C'est en outre dans ce cadre qu'entrent les actions menées en matière de police (îlotage, par exemple) et de justice de proximité (maisons de la justice et du droit).

- lien social et service public

Sous cet intitulé, sont regroupés de nombreux sujets d'intervention, dont le secteur associatif constitue souvent un acteur majeur : actions éducatives dans les zones d'éducation prioritaire (ZEP), actions dans le domaine culturel, du sport, de l'action sociale ou encore de la santé.

- actions relevant de l'insertion, de l'emploi et du développement économique des quartiers

Ce quatrième axe de la politique de la ville, développé plus récemment, se préoccupe du cas particulier des quartiers sensibles et des réponses à y apporter, à l'instar notamment de la création des ZRU et des ZFU.

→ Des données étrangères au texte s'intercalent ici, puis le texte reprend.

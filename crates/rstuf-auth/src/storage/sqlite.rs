//! SQLite auth backend
//!
//! # Environment Variables
//!
//! - `DATABASE_URL`: SQLite connection string, e.g.
//!   `sqlite:///data/users.sqlite`. The file is created when missing.

use async_trait::async_trait;
use sqlx::sqlite::{SqliteConnectOptions, SqlitePoolOptions, SqliteRow};
use sqlx::{Row, SqlitePool};
use std::str::FromStr;
use tracing::info;

use super::{ScopeRepo, StorageError, UserRepo, UserScopeRepo};
use crate::types::{Scope, User, UserScope};

const MIGRATIONS: [&str; 3] = [
    r#"
    CREATE TABLE IF NOT EXISTS rstuf_users (
        id INTEGER PRIMARY KEY AUTOINCREMENT,
        username TEXT NOT NULL UNIQUE,
        password TEXT NOT NULL,
        created_at TEXT NOT NULL
    )
    "#,
    r#"
    CREATE TABLE IF NOT EXISTS rstuf_scopes (
        id INTEGER PRIMARY KEY AUTOINCREMENT,
        name TEXT NOT NULL UNIQUE,
        description TEXT NOT NULL
    )
    "#,
    r#"
    CREATE TABLE IF NOT EXISTS rstuf_user_scopes (
        user_id INTEGER NOT NULL REFERENCES rstuf_users(id) ON DELETE CASCADE,
        scope_id INTEGER NOT NULL REFERENCES rstuf_scopes(id) ON DELETE CASCADE,
        PRIMARY KEY (user_id, scope_id)
    )
    "#,
];

/// SQLite auth store
#[derive(Debug, Clone)]
pub struct SqliteAuthStore {
    pool: SqlitePool,
}

impl SqliteAuthStore {
    /// Connect (creating the database file if needed) and run migrations
    pub async fn new(database_url: &str) -> Result<Self, StorageError> {
        let options = SqliteConnectOptions::from_str(database_url)
            .map_err(|e| StorageError::Connection(e.to_string()))?
            .create_if_missing(true)
            .foreign_keys(true);

        let pool = SqlitePoolOptions::new()
            .max_connections(5)
            .connect_with(options)
            .await
            .map_err(|e| StorageError::Connection(e.to_string()))?;

        info!("Connected to SQLite database");

        let store = Self { pool };
        store.run_migrations().await?;
        Ok(store)
    }

    pub fn from_pool(pool: SqlitePool) -> Self {
        Self { pool }
    }

    async fn run_migrations(&self) -> Result<(), StorageError> {
        for statement in MIGRATIONS {
            sqlx::query(statement)
                .execute(&self.pool)
                .await
                .map_err(|e| StorageError::Database(e.to_string()))?;
        }
        info!("Database migrations complete");
        Ok(())
    }

    pub fn pool(&self) -> &SqlitePool {
        &self.pool
    }
}

fn insert_error(err: sqlx::Error, what: String) -> StorageError {
    match &err {
        sqlx::Error::Database(db) if db.is_unique_violation() => StorageError::AlreadyExists(what),
        sqlx::Error::Database(db) if db.is_foreign_key_violation() => StorageError::NotFound(what),
        _ => StorageError::Database(err.to_string()),
    }
}

fn db_error(err: sqlx::Error) -> StorageError {
    StorageError::Database(err.to_string())
}

fn user_from_row(r: &SqliteRow) -> User {
    User {
        id: r.get("id"),
        username: r.get("username"),
        password_hash: r.get("password"),
        created_at: r.get("created_at"),
    }
}

fn scope_from_row(r: &SqliteRow) -> Scope {
    Scope {
        id: r.get("id"),
        name: r.get("name"),
        description: r.get("description"),
    }
}

#[async_trait]
impl UserRepo for SqliteAuthStore {
    async fn create_user(&self, username: &str, password_hash: &str) -> Result<User, StorageError> {
        let created_at = chrono::Utc::now();
        let result = sqlx::query(
            "INSERT INTO rstuf_users (username, password, created_at) VALUES (?1, ?2, ?3)",
        )
        .bind(username)
        .bind(password_hash)
        .bind(created_at)
        .execute(&self.pool)
        .await
        .map_err(|e| insert_error(e, username.to_string()))?;

        let user = User {
            id: result.last_insert_rowid(),
            username: username.to_string(),
            password_hash: password_hash.to_string(),
            created_at,
        };
        info!(user_id = user.id, username = %username, "Created user");
        Ok(user)
    }

    async fn get_user(&self, id: i64) -> Result<Option<User>, StorageError> {
        let row = sqlx::query(
            "SELECT id, username, password, created_at FROM rstuf_users WHERE id = ?1",
        )
        .bind(id)
        .fetch_optional(&self.pool)
        .await
        .map_err(db_error)?;
        Ok(row.as_ref().map(user_from_row))
    }

    async fn get_user_by_username(&self, username: &str) -> Result<Option<User>, StorageError> {
        let row = sqlx::query(
            "SELECT id, username, password, created_at FROM rstuf_users WHERE username = ?1",
        )
        .bind(username)
        .fetch_optional(&self.pool)
        .await
        .map_err(db_error)?;
        Ok(row.as_ref().map(user_from_row))
    }

    async fn list_users(&self) -> Result<Vec<User>, StorageError> {
        let rows = sqlx::query("SELECT id, username, password, created_at FROM rstuf_users ORDER BY id")
            .fetch_all(&self.pool)
            .await
            .map_err(db_error)?;
        Ok(rows.iter().map(user_from_row).collect())
    }

    async fn update_password(&self, id: i64, password_hash: &str) -> Result<(), StorageError> {
        let result = sqlx::query("UPDATE rstuf_users SET password = ?1 WHERE id = ?2")
            .bind(password_hash)
            .bind(id)
            .execute(&self.pool)
            .await
            .map_err(db_error)?;
        if result.rows_affected() == 0 {
            return Err(StorageError::NotFound(format!("user {id}")));
        }
        Ok(())
    }
}

#[async_trait]
impl ScopeRepo for SqliteAuthStore {
    async fn create_scope(&self, name: &str, description: &str) -> Result<Scope, StorageError> {
        let result = sqlx::query("INSERT INTO rstuf_scopes (name, description) VALUES (?1, ?2)")
            .bind(name)
            .bind(description)
            .execute(&self.pool)
            .await
            .map_err(|e| insert_error(e, name.to_string()))?;

        Ok(Scope {
            id: result.last_insert_rowid(),
            name: name.to_string(),
            description: description.to_string(),
        })
    }

    async fn get_scope_by_name(&self, name: &str) -> Result<Option<Scope>, StorageError> {
        let row = sqlx::query("SELECT id, name, description FROM rstuf_scopes WHERE name = ?1")
            .bind(name)
            .fetch_optional(&self.pool)
            .await
            .map_err(db_error)?;
        Ok(row.as_ref().map(scope_from_row))
    }

    async fn list_scopes(&self) -> Result<Vec<Scope>, StorageError> {
        let rows = sqlx::query("SELECT id, name, description FROM rstuf_scopes ORDER BY id")
            .fetch_all(&self.pool)
            .await
            .map_err(db_error)?;
        Ok(rows.iter().map(scope_from_row).collect())
    }
}

#[async_trait]
impl UserScopeRepo for SqliteAuthStore {
    async fn grant_scope(&self, user_id: i64, scope_id: i64) -> Result<UserScope, StorageError> {
        sqlx::query("INSERT INTO rstuf_user_scopes (user_id, scope_id) VALUES (?1, ?2)")
            .bind(user_id)
            .bind(scope_id)
            .execute(&self.pool)
            .await
            .map_err(|e| insert_error(e, format!("user {user_id} scope {scope_id}")))?;
        Ok(UserScope { user_id, scope_id })
    }

    async fn user_scopes(&self, user_id: i64) -> Result<Vec<Scope>, StorageError> {
        let rows = sqlx::query(
            r#"
            SELECT s.id, s.name, s.description
            FROM rstuf_scopes s
            JOIN rstuf_user_scopes us ON us.scope_id = s.id
            WHERE us.user_id = ?1
            ORDER BY s.name
            "#,
        )
        .bind(user_id)
        .fetch_all(&self.pool)
        .await
        .map_err(db_error)?;
        Ok(rows.iter().map(scope_from_row).collect())
    }

    async fn revoke_scope(&self, user_id: i64, scope_id: i64) -> Result<bool, StorageError> {
        let result =
            sqlx::query("DELETE FROM rstuf_user_scopes WHERE user_id = ?1 AND scope_id = ?2")
                .bind(user_id)
                .bind(scope_id)
                .execute(&self.pool)
                .await
                .map_err(db_error)?;
        Ok(result.rows_affected() > 0)
    }
}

Le présent projet de loi, s'il est essentiellement centré sur la rénovation urbaine, s'inscrit dans la continuité de cette évolution de la définition du champ d'action de la politique de la ville. De fait, il va même au-delà en intégrant ces différents axes en complément des actions de rénovation des quartiers, en vue de rendre ces opérations plus efficaces par la prise en compte globale des problèmes rencontrés par les habitants.

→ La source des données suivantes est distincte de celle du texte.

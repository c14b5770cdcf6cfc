//! Task Handlers

use axum::extract::{Query, State};
use axum::Json;
use rstuf_core::{TaskView, ValidationErrors};
use serde::Deserialize;
use std::sync::Arc;

use super::ApiResponse;
use crate::api::auth::{scope, Authorized};
use crate::api::error::ApiError;
use crate::api::state::AppState;

#[derive(Debug, Deserialize)]
pub struct TaskQuery {
    pub task_id: Option<String>,
}

/// GET /api/v1/task?task_id=<id>
pub async fn get_task(
    _auth: Authorized<scope::ReadTasks>,
    State(state): State<Arc<AppState>>,
    Query(query): Query<TaskQuery>,
) -> Result<Json<ApiResponse<TaskView>>, ApiError> {
    let task_id = query
        .task_id
        .filter(|id| !id.trim().is_empty())
        .ok_or_else(|| ValidationErrors::query("task_id", "missing", "Field required"))?;

    let (task_state, outcome) = state.dispatcher.result(&task_id).await?;
    let view = TaskView::normalize(task_id, task_state, outcome);
    Ok(Json(ApiResponse::new(view, "Task state.")))
}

En outre, il fixe pour la première fois des objectifs de résultats pour chacun de ces axes , répondant ainsi à une critique récurrente à l'encontre de la politique de la ville : l'absence d'évaluation.

b) Une évaluation rendue difficile par l'absence d'objectifs clairs et mesurables

- des objectifs mal identifiés

L'une des lacunes évidentes de la politique de la ville, telle que définie jusqu'à présent, tient à la difficulté d'en connaître les objectifs précis.

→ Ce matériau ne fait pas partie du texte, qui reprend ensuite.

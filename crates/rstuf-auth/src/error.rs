//! Error types for the auth core

use thiserror::Error;

use crate::storage::StorageError;

/// Result type for auth operations
pub type Result<T> = std::result::Result<T, AuthError>;

/// Errors raised by the auth core
#[derive(Error, Debug)]
pub enum AuthError {
    #[error("User not found: {0}")]
    UserNotFound(String),

    #[error("User already exists: {0}")]
    UserAlreadyExists(String),

    #[error("Scope already exists: {0}")]
    ScopeAlreadyExists(String),

    #[error("Invalid password")]
    InvalidPassword,

    /// A token was requested for a scope the user was never granted
    #[error("Scope '{0}' not found in user scopes")]
    ScopeNotFoundInUserScopes(String),

    /// A valid token lacks the scope an endpoint requires
    #[error("scope '{0}' not allowed")]
    ScopeNotProvided(String),

    /// Requested lifetime is zero or above [`MAX_EXPIRES_HOURS`](crate::MAX_EXPIRES_HOURS)
    #[error("Invalid token expiration: {0} hours")]
    InvalidExpiration(u32),

    #[error("Invalid token format: {0}")]
    InvalidTokenFormat(String),

    #[error("Secret key not found")]
    SecretKeyNotFound,

    #[error("Admin password not found")]
    AdminPasswordNotFound,

    #[error("Storage error: {0}")]
    Storage(#[from] StorageError),

    #[error("Internal error: {0}")]
    Internal(String),
}

impl From<jsonwebtoken::errors::Error> for AuthError {
    fn from(err: jsonwebtoken::errors::Error) -> Self {
        AuthError::InvalidTokenFormat(err.to_string())
    }
}

impl From<tokio::task::JoinError> for AuthError {
    fn from(err: tokio::task::JoinError) -> Self {
        AuthError::Internal(format!("password hashing task failed: {err}"))
    }
}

Ce point a notamment été relevé par la Cour des comptes 2 ( * ) , pour laquelle cette difficulté à définir les objectifs de la politique menée provient en grande partie du fait qu'elle poursuit parallèlement deux buts fondamentaux qui ne sont pas convergents.

« En effet, certaines actions visent à améliorer les conditions de vie dans les territoires de la politique de la ville : il s'agit notamment de rénovation et d'aménagement urbain, des actions de gestion sociale de proximité, des programmes visant à renforcer la présence de services publics dans ces quartiers et à y développer des actions de médiation sociale et de prévention de la délinquance.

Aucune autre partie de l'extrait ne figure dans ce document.